Gutes Marketing für eine gute Idee, das trieb die 40-Jährige an. „Gerade im Non-Profit-Bereich gibt es so tolle Konzepte, die schlecht aufgearbeitet sind, so dass sie niemanden erreichen“, hatte sie beobachtet. Damit dass der GemüseAckerdemie nicht passiert, ziert eine bebrillte Karotte mit hohem Wiedererkennungswert alle professionell erstellten Publikationen aus Potsdam.
Eine Karotte als Türöffner
Ein Türöffner soll die schlaue Karotte sein, denn der Verein braucht engagierte Pädagogen für sein Konzept. „Wir erreichen die Kinder nicht ohne Lehrer und Erzieher“, weiß Krebs aus Erfahrung. „Und damit die sich auf das Projekt einlassen, wollen wir die perfekte Unterstützung anbieten.“ Das Angebot von Ackerdemia umfasst Infomaterial und Fortbildungen für Lehrer, Erzieher und Schüler, die Bestellung von Saat- und Pflanzgut, wöchentliche Newsletter und Info-Videos, Exkursionen und Unterrichtsmaterial. Auch auf dem Acker gibt es Beistand: Zu den wichtigen Anpflanzterminen kommen Ackerdemia-Mitarbeiter vorbei, um eine korrekte Einsaat zu garantieren. Das ganze Jahr über werden die Schulen und Kitas von freiwilligen Mentoren und Ackerhelfern unterstützt.
Trotz all der Förderung durch den Verein: „Ein eigener Garten erfordert Engagement von Schulen und Kitas“, weiß die Sportwissenschaftlerin. Dennoch lohnt es sich für die Einrichtungen, wie der Verein in seinem jährlichen Wirkungsbericht nachweist. Der Bericht listet viele Vorteile: Die Kinder lernten durch die Ackerarbeit neue Gemüse-Sorten und -Arten kennen und wollten diese auch ausprobieren, sie trügen Verantwortung, entwickelten mehr Wertschätzung gegenüber den Lebensmitteln, bewegten sich mehr und kooperierten besser.

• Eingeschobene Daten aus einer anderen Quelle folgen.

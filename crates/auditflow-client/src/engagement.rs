use std::sync::Arc;

use async_trait::async_trait;
use parking_lot::Mutex;
use serde::Deserialize;
use tracing::{debug, warn};

use auditflow_core::errors::AuditError;
use auditflow_core::ids::EngagementId;
use auditflow_core::provider::EngagementTracker;

use crate::http::{decode, read_body, send, HttpAuditClient};

/// A tool run recorded against an engagement.
#[derive(Clone, Debug, Deserialize, PartialEq)]
pub struct ToolRun {
    pub id: String,
    pub tool_name: String,
    #[serde(default)]
    pub status: Option<String>,
}

#[derive(Deserialize)]
#[serde(untagged)]
enum ToolRunsResponse {
    Wrapped { tool_runs: Vec<ToolRun> },
    Bare(Vec<ToolRun>),
}

type ToastFn = dyn Fn(&EngagementId) + Send + Sync;

/// Engagement tracker backed by the engagement service.
///
/// Refreshing re-reads the engagement's tool runs; the link toast is handed
/// to a caller-supplied notifier.
pub struct HttpEngagementTracker {
    client: HttpAuditClient,
    engagement_id: EngagementId,
    tool_runs: Mutex<Vec<ToolRun>>,
    on_toast: Arc<ToastFn>,
}

impl HttpEngagementTracker {
    pub fn new(
        client: HttpAuditClient,
        engagement_id: EngagementId,
        on_toast: impl Fn(&EngagementId) + Send + Sync + 'static,
    ) -> Self {
        Self {
            client,
            engagement_id,
            tool_runs: Mutex::new(Vec::new()),
            on_toast: Arc::new(on_toast),
        }
    }

    /// Tool runs seen at the last refresh.
    pub fn tool_runs(&self) -> Vec<ToolRun> {
        self.tool_runs.lock().clone()
    }

    async fn fetch_tool_runs(&self) -> Result<Vec<ToolRun>, AuditError> {
        let url = self
            .client
            .url(&format!("/engagements/{}/tool-runs", self.engagement_id));
        let req = self.client.authorize(self.client.http().get(url));
        let body = read_body(send(req).await?).await?;
        Ok(match decode::<ToolRunsResponse>(&body)? {
            ToolRunsResponse::Wrapped { tool_runs } | ToolRunsResponse::Bare(tool_runs) => tool_runs,
        })
    }
}

#[async_trait]
impl EngagementTracker for HttpEngagementTracker {
    fn engagement_id(&self) -> &EngagementId {
        &self.engagement_id
    }

    async fn refresh_tool_runs(&self) {
        match self.fetch_tool_runs().await {
            Ok(runs) => {
                debug!(engagement_id = %self.engagement_id, count = runs.len(), "tool runs refreshed");
                *self.tool_runs.lock() = runs;
            }
            Err(e) => {
                warn!(engagement_id = %self.engagement_id, error = %e, "failed to refresh tool runs");
            }
        }
    }

    fn trigger_link_toast(&self) {
        (self.on_toast)(&self.engagement_id);
    }
}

Das nächste Ziel ist die Ackerfamilie
Stolz brächten die Kinder auch ihre Ernte nach Hause. Doch dort ergibt sich jedoch manchmal ein Problem, hat Krebs beobachtet: „In manchen Familien findet das Thema gar keinen Anklang, weil dort niemand weiß, was er mit der Ernte jetzt machen soll.“ Tatkräftig hat der Verein aus dieser Beobachtung neue Projekte entwickelt. Das Kochbuch „AckerKüche“ etwa, das familientaugliche Rezepte vorstellt. Oder ein Online-Programm, das „Ackerfamilie“ heißen soll, und Familien etwa beim Gärtnern auf der Fensterbank unterstützt.
Bei Julia Krebs sprießen ständig neue Ideen für die GemüseAckerdemie. Doch manchmal sind es die kleinen Momente, die ihr den Wert ihrer Arbeit am besten vermitteln. Sie erinnert sich an einen Schüler, der am Programm teilgenommen hat: „Zu Beginn stand der sehr ablehnend auf dem Acker und hat eigentlich nur Faxen gemacht“, berichtet die Gründerin. Die Wandlung während des Gartenjahres war enorm: „Zum Schluss hat er seinen Acker regelrecht verteidigt, wenn jemand auf ein Beet getreten ist“, blickt sie grinsend zurück.
Julia Krebs studierte von 1998 bis 2007 an der Universität Potsdam Diplom-Sportökonomie mit dem Schwerpunkt Marketing.